Based on the entries below, how many lines contain the word "previous"? Respond with only the number.

Items from a data source
----------------------------------------
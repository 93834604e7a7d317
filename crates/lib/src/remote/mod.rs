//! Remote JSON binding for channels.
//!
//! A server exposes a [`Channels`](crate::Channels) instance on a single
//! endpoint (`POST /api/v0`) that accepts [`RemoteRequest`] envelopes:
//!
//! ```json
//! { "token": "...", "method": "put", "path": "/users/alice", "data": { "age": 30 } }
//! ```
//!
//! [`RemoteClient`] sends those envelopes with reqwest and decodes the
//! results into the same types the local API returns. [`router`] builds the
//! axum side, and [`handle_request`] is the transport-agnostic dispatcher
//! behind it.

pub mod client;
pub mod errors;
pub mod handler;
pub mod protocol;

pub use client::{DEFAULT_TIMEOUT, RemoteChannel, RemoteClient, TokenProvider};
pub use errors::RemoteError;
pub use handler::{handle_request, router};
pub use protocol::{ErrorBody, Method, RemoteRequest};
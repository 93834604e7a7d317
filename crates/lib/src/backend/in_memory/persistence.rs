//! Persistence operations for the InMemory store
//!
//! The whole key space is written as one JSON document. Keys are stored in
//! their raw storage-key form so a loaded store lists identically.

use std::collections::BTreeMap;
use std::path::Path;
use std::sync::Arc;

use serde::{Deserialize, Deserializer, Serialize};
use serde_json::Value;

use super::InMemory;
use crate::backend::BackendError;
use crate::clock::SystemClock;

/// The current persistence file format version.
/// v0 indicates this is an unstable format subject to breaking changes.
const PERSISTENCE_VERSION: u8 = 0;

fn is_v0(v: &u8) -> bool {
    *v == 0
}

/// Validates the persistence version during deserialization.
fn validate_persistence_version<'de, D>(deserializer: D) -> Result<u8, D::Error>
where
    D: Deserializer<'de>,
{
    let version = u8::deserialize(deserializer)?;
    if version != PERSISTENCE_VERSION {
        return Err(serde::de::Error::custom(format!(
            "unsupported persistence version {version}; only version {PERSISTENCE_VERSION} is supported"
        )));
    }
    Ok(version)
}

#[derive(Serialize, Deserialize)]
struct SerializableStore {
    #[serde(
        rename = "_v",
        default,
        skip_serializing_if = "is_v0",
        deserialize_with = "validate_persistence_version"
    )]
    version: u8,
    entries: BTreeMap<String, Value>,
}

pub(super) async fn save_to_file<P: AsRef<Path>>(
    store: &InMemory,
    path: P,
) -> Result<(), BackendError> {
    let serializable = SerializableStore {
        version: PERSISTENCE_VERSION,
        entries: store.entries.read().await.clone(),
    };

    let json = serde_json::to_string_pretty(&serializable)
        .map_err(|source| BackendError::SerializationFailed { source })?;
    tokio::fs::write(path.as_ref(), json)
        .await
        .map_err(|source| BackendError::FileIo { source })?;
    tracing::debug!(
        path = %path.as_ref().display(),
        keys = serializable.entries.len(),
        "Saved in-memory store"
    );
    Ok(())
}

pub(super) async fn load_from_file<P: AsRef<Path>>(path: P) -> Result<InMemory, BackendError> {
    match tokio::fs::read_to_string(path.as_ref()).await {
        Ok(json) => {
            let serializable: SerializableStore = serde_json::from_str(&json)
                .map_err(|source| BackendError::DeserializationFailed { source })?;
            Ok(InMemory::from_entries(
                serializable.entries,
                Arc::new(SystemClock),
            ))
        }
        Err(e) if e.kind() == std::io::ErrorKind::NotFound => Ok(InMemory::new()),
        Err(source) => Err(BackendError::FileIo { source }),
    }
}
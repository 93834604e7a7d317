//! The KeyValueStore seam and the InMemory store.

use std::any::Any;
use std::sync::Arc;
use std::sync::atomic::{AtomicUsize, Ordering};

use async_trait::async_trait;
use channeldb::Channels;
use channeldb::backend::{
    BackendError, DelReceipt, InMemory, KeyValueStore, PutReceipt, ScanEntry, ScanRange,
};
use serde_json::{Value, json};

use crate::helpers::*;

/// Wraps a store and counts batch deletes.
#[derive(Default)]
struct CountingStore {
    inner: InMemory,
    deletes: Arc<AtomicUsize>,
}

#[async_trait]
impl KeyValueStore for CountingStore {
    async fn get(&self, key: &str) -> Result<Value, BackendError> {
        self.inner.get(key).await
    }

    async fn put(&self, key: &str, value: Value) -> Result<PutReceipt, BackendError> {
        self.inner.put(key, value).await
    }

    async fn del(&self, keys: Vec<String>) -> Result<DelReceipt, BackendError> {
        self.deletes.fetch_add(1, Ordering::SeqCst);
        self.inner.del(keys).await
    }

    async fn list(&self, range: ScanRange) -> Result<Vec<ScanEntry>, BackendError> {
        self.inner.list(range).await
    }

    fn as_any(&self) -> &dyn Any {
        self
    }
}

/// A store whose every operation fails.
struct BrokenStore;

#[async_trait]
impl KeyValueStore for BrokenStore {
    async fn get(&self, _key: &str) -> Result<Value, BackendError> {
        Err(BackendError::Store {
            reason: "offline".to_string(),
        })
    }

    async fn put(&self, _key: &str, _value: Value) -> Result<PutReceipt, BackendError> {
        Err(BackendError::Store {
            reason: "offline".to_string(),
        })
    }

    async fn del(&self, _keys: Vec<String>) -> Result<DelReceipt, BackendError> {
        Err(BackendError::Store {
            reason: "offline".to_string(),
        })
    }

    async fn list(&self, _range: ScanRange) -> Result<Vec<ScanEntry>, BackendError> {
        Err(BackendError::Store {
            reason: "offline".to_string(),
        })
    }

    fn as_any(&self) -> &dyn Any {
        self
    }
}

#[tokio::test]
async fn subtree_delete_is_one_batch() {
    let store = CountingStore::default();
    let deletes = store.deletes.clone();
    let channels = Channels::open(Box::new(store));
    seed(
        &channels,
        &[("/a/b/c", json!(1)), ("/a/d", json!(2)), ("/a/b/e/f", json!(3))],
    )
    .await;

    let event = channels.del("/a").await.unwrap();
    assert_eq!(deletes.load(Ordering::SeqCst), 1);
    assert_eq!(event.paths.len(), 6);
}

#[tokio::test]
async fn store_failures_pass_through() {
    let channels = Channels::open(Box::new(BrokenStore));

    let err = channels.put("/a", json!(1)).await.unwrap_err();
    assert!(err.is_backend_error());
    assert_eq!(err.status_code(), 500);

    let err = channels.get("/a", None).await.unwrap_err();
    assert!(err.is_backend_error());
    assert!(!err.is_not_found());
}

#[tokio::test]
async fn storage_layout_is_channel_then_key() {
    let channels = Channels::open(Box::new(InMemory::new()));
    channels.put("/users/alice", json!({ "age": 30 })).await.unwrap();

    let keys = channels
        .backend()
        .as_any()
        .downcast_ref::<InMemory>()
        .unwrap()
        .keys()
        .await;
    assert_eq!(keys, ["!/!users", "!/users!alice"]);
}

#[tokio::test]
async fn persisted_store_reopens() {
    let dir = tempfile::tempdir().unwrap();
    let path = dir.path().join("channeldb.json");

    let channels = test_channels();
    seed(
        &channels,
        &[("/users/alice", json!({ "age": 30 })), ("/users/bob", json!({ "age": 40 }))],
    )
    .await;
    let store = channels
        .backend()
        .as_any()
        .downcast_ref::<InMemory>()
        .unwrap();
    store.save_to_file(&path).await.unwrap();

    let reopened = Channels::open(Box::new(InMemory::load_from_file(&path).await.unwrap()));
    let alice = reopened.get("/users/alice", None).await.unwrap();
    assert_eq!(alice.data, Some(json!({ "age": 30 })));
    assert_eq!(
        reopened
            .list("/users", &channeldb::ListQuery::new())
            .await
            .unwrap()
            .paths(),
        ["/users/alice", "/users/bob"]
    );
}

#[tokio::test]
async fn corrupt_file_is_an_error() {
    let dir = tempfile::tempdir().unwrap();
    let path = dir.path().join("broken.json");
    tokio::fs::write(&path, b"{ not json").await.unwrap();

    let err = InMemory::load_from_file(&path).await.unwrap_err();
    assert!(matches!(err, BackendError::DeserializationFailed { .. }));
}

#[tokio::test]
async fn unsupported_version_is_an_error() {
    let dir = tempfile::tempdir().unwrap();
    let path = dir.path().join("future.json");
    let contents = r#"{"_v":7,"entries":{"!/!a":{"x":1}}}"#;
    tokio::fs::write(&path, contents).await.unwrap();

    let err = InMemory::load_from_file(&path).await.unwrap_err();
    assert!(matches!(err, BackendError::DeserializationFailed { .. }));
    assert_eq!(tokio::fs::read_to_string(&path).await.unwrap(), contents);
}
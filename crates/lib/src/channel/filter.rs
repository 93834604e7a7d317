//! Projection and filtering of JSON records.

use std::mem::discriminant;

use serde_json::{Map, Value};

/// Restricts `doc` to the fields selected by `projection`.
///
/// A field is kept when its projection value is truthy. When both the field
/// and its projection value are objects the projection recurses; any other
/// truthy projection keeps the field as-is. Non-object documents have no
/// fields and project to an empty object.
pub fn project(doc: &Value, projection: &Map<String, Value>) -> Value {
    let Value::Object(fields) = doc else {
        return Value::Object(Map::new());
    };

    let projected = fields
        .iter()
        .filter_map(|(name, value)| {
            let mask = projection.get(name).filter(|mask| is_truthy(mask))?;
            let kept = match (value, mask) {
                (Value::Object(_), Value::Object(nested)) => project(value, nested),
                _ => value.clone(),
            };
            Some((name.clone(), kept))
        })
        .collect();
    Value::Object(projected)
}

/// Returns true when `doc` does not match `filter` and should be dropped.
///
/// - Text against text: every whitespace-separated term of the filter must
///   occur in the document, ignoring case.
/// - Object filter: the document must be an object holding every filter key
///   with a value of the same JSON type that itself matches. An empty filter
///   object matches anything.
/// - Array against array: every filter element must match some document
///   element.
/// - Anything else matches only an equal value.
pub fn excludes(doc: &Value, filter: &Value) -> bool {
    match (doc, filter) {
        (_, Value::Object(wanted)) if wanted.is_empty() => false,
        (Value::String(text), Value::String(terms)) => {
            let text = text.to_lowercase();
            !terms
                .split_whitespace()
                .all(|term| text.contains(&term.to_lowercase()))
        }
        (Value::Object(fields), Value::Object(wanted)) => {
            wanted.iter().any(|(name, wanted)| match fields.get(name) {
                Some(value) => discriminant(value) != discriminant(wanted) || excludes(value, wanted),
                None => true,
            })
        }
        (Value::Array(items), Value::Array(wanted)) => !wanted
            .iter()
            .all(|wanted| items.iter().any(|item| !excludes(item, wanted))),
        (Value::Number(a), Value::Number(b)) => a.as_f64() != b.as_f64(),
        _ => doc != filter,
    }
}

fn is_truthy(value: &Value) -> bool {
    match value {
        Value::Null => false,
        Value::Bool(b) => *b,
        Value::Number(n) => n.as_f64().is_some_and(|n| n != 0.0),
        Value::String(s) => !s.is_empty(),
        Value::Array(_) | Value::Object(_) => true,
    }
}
----------------------------------------
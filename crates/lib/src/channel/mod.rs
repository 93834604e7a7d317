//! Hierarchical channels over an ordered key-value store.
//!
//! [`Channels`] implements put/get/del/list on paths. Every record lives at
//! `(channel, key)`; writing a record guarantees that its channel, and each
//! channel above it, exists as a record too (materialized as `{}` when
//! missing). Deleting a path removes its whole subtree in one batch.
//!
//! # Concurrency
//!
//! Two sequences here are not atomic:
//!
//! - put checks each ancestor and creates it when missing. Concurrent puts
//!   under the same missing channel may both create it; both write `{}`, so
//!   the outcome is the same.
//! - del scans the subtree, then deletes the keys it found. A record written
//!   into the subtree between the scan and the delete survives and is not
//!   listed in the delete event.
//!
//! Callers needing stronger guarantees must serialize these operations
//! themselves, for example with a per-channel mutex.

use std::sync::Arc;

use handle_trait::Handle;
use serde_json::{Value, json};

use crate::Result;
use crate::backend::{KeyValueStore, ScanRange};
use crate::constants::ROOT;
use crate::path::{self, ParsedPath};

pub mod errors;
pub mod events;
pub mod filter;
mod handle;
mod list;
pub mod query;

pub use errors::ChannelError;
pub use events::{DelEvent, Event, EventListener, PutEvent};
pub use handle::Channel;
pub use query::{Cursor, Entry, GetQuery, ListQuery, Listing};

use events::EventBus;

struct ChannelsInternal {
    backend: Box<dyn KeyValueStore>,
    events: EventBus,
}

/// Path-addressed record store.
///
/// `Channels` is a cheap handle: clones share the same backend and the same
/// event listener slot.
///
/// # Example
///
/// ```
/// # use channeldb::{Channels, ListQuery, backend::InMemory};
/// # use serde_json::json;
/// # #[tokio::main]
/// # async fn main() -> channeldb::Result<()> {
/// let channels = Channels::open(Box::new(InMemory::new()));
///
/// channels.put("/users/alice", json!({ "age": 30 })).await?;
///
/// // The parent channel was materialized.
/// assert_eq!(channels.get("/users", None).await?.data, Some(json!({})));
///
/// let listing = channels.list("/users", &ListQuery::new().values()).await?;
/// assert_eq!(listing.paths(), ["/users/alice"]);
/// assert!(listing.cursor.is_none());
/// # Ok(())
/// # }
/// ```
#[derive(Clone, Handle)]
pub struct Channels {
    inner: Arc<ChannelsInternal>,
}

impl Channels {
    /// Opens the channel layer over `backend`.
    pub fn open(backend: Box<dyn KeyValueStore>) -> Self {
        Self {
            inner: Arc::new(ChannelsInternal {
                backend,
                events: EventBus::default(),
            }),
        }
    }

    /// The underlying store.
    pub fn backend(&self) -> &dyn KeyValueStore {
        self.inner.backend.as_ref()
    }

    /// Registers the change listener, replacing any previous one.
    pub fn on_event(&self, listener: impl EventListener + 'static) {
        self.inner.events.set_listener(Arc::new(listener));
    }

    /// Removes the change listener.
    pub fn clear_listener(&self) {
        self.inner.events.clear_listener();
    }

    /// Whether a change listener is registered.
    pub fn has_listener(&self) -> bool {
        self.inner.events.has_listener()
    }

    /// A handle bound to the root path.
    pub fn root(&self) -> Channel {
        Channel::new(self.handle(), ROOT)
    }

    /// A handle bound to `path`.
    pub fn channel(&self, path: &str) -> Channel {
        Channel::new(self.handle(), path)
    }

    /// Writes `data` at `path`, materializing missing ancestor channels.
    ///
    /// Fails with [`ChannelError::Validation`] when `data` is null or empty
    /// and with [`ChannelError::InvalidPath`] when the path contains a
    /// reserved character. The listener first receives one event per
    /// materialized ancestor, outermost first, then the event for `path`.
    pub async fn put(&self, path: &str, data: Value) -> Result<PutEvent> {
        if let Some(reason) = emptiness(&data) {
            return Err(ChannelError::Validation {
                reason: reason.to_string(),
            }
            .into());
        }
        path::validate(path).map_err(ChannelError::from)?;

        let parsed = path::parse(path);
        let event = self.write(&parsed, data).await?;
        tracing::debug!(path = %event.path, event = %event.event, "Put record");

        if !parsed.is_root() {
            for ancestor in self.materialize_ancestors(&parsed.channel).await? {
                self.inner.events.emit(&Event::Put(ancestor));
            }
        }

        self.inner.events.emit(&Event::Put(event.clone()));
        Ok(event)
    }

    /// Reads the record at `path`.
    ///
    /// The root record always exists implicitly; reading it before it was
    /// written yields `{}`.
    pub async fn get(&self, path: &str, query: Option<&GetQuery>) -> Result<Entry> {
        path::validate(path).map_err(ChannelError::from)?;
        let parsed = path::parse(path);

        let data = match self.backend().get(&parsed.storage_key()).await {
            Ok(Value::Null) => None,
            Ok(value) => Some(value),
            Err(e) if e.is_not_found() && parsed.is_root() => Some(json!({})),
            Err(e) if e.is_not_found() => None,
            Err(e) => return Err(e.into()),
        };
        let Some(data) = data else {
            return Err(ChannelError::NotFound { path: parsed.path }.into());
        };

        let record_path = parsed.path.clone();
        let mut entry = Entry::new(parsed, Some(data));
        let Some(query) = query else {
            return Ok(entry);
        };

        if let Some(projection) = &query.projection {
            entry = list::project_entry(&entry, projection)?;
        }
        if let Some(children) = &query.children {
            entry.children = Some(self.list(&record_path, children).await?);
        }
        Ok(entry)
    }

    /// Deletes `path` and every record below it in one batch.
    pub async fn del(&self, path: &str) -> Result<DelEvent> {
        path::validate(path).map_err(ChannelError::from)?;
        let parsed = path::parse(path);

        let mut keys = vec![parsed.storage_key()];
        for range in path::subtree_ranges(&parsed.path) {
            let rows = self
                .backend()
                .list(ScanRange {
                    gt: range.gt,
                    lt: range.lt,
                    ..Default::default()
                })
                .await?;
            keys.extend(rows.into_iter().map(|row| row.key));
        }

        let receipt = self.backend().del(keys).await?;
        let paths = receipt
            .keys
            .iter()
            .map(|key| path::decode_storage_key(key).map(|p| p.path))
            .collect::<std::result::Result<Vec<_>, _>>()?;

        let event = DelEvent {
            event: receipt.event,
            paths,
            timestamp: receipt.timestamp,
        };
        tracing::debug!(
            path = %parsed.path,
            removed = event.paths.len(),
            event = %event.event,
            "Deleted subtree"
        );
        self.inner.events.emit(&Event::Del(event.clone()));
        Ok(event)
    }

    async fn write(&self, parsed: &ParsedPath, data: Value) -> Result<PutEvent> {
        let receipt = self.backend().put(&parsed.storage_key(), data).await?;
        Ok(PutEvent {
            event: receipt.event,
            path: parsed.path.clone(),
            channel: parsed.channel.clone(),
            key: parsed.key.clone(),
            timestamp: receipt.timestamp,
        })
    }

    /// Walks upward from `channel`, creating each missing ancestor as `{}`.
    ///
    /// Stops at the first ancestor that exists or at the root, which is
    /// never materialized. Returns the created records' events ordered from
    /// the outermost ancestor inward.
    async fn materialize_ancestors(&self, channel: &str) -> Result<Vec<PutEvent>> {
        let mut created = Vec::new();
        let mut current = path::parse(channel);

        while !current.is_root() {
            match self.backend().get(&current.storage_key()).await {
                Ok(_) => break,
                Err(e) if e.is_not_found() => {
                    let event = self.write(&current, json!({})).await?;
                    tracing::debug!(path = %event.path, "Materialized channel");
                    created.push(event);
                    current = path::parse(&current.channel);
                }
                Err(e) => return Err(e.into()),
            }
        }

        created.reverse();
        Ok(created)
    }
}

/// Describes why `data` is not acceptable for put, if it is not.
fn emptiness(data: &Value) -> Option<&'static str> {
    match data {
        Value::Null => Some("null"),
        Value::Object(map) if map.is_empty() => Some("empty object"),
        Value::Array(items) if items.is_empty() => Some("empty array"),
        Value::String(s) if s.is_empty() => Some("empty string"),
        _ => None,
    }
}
----------------------------------------
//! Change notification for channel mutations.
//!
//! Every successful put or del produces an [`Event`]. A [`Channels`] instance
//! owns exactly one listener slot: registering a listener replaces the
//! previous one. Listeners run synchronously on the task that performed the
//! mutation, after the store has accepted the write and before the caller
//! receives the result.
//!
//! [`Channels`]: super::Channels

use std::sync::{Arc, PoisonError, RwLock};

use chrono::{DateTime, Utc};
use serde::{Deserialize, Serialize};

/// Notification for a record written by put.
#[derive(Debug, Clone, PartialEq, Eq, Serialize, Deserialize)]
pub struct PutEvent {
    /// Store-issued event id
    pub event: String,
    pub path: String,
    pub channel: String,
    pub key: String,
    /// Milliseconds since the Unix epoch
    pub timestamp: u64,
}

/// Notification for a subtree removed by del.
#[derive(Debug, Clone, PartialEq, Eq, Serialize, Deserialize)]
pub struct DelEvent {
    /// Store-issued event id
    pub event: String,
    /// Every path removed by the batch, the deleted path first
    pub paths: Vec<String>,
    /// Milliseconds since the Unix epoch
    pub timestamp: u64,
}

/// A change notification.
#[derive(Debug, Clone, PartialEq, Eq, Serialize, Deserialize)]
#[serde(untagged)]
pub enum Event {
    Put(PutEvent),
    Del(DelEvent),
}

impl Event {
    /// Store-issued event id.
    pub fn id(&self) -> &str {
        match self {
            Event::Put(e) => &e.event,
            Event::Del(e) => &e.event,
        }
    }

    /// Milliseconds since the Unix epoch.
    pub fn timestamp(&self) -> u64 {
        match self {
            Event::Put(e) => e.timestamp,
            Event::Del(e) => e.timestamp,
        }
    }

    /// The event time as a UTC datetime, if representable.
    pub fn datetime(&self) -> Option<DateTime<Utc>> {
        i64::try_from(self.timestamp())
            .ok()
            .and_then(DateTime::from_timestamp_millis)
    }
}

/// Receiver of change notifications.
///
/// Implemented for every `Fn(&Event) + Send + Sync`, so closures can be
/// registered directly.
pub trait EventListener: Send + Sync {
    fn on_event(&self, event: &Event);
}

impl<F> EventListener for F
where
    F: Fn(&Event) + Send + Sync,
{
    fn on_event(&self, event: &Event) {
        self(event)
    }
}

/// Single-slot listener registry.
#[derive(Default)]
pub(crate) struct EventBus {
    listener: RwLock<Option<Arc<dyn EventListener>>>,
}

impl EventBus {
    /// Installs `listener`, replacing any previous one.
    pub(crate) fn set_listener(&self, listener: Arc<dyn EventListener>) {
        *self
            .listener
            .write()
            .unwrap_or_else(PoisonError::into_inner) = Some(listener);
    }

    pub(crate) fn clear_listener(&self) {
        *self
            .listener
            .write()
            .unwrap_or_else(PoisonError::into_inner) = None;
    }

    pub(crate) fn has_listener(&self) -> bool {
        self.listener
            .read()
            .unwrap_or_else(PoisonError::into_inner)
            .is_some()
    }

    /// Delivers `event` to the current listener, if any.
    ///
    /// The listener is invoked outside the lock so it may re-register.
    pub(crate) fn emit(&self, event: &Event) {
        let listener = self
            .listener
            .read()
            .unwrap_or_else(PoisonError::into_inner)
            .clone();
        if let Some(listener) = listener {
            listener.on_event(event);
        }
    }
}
----------------------------------------
RESPONSE FOR THIS EXERCISE: 3